4) Use Action words.
Verbs make your answer come alive. Words like help, make, design, develop, improve, provide, and increase describe what is possible. Using action words helps your audience understand what they can expect from a partnership.

5) Aim for ‘Tell Me More’.
In 1-3 sentences you won’t be able to tell your whole story. The goal is to interest your audience enough to start a more detailed conversation where you can ask questions, get more information and plan the next meeting.




1) Lead with your job title – (Unless you are a high-level decision maker setting the direction of the organization). If your audience can’t relate (i.e. an accountant talking to a software developer) the conversation has already ended. Better to talk about what you do within the larger context of the value the organization delivers.

2) Recite a laundry list of activities.
Lists are overwhelming and your audience won’t remember anyway. Focus on the benefit of your activities in the initial answer. Details can follow in later conversations.

3) Use jargon or acronyms.
If your audience isn’t involved in your industry they won’t understand what you are saying and will quickly become disinterested. Use easy to remember words.
Remember, simple language is easier to repeat.

4) Cram everything you have ever done in your career into your answer.
When temptation strikes to lengthen your answer beyond a few sentences, remember that your goal is to have your audience ASK for more.


Mad Libs

(Lunchtime Activity)
Put your daily ‘To Do’ list aside.
Spend a few minutes thinking about
WHY you do what you do.

Use the ideas and prompts to help come up with an answer people will remember.

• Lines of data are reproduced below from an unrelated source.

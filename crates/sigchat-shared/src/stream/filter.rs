use std::sync::Arc;

use super::{EventSink, EventSource, Subscriber, Subscribers};

type Predicate<E> = Arc<dyn Fn(&E) -> bool + Send + Sync>;

/// Passes on only the values its predicate accepts. Rejected values are
/// dropped, not buffered.
pub struct FilterStream<E> {
    predicate: Predicate<E>,
    subscribers: Subscribers<E>,
}

impl<E: Clone> FilterStream<E> {
    pub fn new<P>(predicate: P) -> Self
    where
        P: Fn(&E) -> bool + Send + Sync + 'static,
    {
        Self {
            predicate: Arc::new(predicate),
            subscribers: Subscribers::new(),
        }
    }
}

impl<E: Clone> Default for FilterStream<E> {
    fn default() -> Self {
        Self::new(|_| true)
    }
}

impl<E: Clone + Send + 'static> EventSink<E> for FilterStream<E> {
    fn push(&self, event: E) {
        if (self.predicate)(&event) {
            self.subscribers.notify(event);
        }
    }
}

impl<E: Clone + Send + 'static> EventSource<E> for FilterStream<E> {
    fn add_subscriber(&self, subscriber: Subscriber<E>) {
        self.subscribers.add(subscriber);
    }
}

#[cfg(test)]
mod tests {
    use parking_lot::Mutex;

    use super::*;
    use crate::stream::EventStream;

    #[test]
    fn test_only_matching_events_pass() {
        let filter = FilterStream::new(|n: &u32| n % 2 == 0);
        let seen = Arc::new(Mutex::new(Vec::new()));
        let sink = Arc::clone(&seen);
        filter.subscribe(move |n| sink.lock().push(n));

        for n in 1..=6 {
            filter.push(n);
        }

        assert_eq!(*seen.lock(), vec![2, 4, 6]);
    }

    #[test]
    fn test_default_passes_everything() {
        let filter = FilterStream::default();
        let seen = Arc::new(Mutex::new(Vec::new()));
        let sink = Arc::clone(&seen);
        filter.subscribe(move |s: String| sink.lock().push(s));

        filter.push("a".to_string());
        filter.push("b".to_string());

        assert_eq!(*seen.lock(), vec!["a", "b"]);
    }

    #[test]
    fn test_filter_in_a_pipeline() {
        let source = EventStream::<&'static str>::new();
        let seen = Arc::new(Mutex::new(Vec::new()));
        let sink = Arc::clone(&seen);

        source
            .pipe(Arc::new(FilterStream::new(|s: &&str| s.starts_with('h'))))
            .pipe(Arc::new(EventStream::new()))
            .subscribe(move |s| sink.lock().push(s));

        source.push("hey");
        source.push("nope");
        source.push("hello");

        assert_eq!(*seen.lock(), vec!["hey", "hello"]);
    }
}
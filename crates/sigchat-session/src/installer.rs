use async_trait::async_trait;
use tracing::info;
use ulid::Ulid;

use sigchat_shared::crypto::generate_registration_id;
use sigchat_shared::identity::IdentityKeyPair;
use sigchat_shared::types::User;

use crate::config::SessionConfig;
use crate::error::Result;
use crate::protocol_store::{
    ProtocolStore, DEVICE_ID_KEY, IDENTITY_KEY_KEY, REGISTRATION_ID_KEY, USER_ID_KEY,
};
use crate::store::KeyValueStoreExt;

/// Creates and reads back the local user.
#[async_trait]
pub trait UserInstaller: Send + Sync {
    /// Generate whatever part of the local identity is missing. Calling it
    /// again never replaces existing values.
    async fn install(&self) -> Result<()>;

    async fn get_local_user(&self) -> Result<User>;
}

/// Installer writing the local identity into a [`ProtocolStore`].
pub struct StoreUserInstaller {
    store: ProtocolStore,
    device_id: u32,
}

impl StoreUserInstaller {
    pub fn new(store: ProtocolStore, config: &SessionConfig) -> Self {
        Self {
            store,
            device_id: config.device_id,
        }
    }
}

#[async_trait]
impl UserInstaller for StoreUserInstaller {
    async fn install(&self) -> Result<()> {
        let kv = self.store.inner();

        if !kv.contains(USER_ID_KEY)? {
            kv.save(USER_ID_KEY, &Ulid::new().to_string())?;
        }

        if !kv.contains(REGISTRATION_ID_KEY)? {
            kv.save(REGISTRATION_ID_KEY, &generate_registration_id())?;
        }

        if !kv.contains(DEVICE_ID_KEY)? {
            kv.save(DEVICE_ID_KEY, &self.device_id)?;
        }

        if !kv.contains(IDENTITY_KEY_KEY)? {
            let identity = IdentityKeyPair::generate();
            self.store.save_identity_key_pair(&identity)?;
            info!(identity = %identity.public_key().short(), "Generated local identity");
        }

        Ok(())
    }

    async fn get_local_user(&self) -> Result<User> {
        let kv = self.store.inner();
        Ok(User {
            identifier: kv.require(USER_ID_KEY)?,
            registration_id: kv.require(REGISTRATION_ID_KEY)?,
            device_id: kv.require(DEVICE_ID_KEY)?,
        })
    }
}
// Peer to peer relay of encrypted events over a pluggable transport.

pub mod address_book;
pub mod communicator;
pub mod error;
pub mod packet;
pub mod peer_key;
pub mod transport;

pub use address_book::{AddressBook, AddressBookEntry};
pub use communicator::{PeerHandler, PeerToPeerCommunicator, SessionCommunicator};
pub use error::{CommunicatorError, TransportError};
pub use packet::WirePacket;
pub use peer_key::PeerKey;
pub use transport::{Delivery, InMemoryTransport, Inbox, Transport};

Answer these prompts with bullet points

Who I Am_______________________________
What I Do_______________________________
Why it Matters____________________________

For employees/entrepreneurs

‘I am part of the team at____________. We (action word) (target audience)(why it’s valuable)’

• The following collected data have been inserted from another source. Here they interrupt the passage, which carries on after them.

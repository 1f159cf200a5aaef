// Types, crypto primitives, event model and stream building blocks shared by
// every sigchat crate.

pub mod constants;
pub mod crypto;
pub mod error;
pub mod events;
pub mod identity;
pub mod invite;
pub mod serializer;
pub mod stream;
pub mod types;

pub use error::{CodecError, CryptoError, IdentityError, InviteError};
pub use events::{direct_conversation_id, Event, EventKind};
pub use identity::IdentityKeyPair;
pub use invite::Invite;
pub use serializer::{JsonSerializer, Serializer};
pub use stream::{EventLog, EventSink, EventSource, EventStream, FilterStream, MapStream};
pub use types::{IdentityKey, PreKeyBundle, SessionAddress, User};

Example:’I am part of the team at Fathom. We work with leaders to design futures worth fighting for’
(Fathom is a real company doing great work. Check them out here: FATHOM)

For nonprofits

‘I work with ____________. We help (action word and value) for (target audience) by (activities that create value)’

(if your audience is a funder or potential donor)
I work with (name). We help grow the eligible employee pool for companies by teaching English and job skills to first generation citizens.

(if your audience is a representative of the client base)
I work with (name). We help first generation citizens learn English and the job skills they need to apply for a job in NYC.


For job seekers

‘I have spent my career as a_________. My work has (action word and benefit for target audience). My next move is to work with XX’

I am a fundraiser. Over my career I have raised $X for organizations that improve the lives of children. My current position with XX is ending and I am looking for opportunities with another nonprofit that helps children.

Another example:
I’ve spent XX years in new business development. What I love most is customer insight and research. I am looking to change course and help start-ups better understand and service their customers.

Final word

Practice what you have written – in the mirror, to your pets, children, partner and friends. See what works. Have fun!

Now you are ready to network well,
grow your business and expand your career.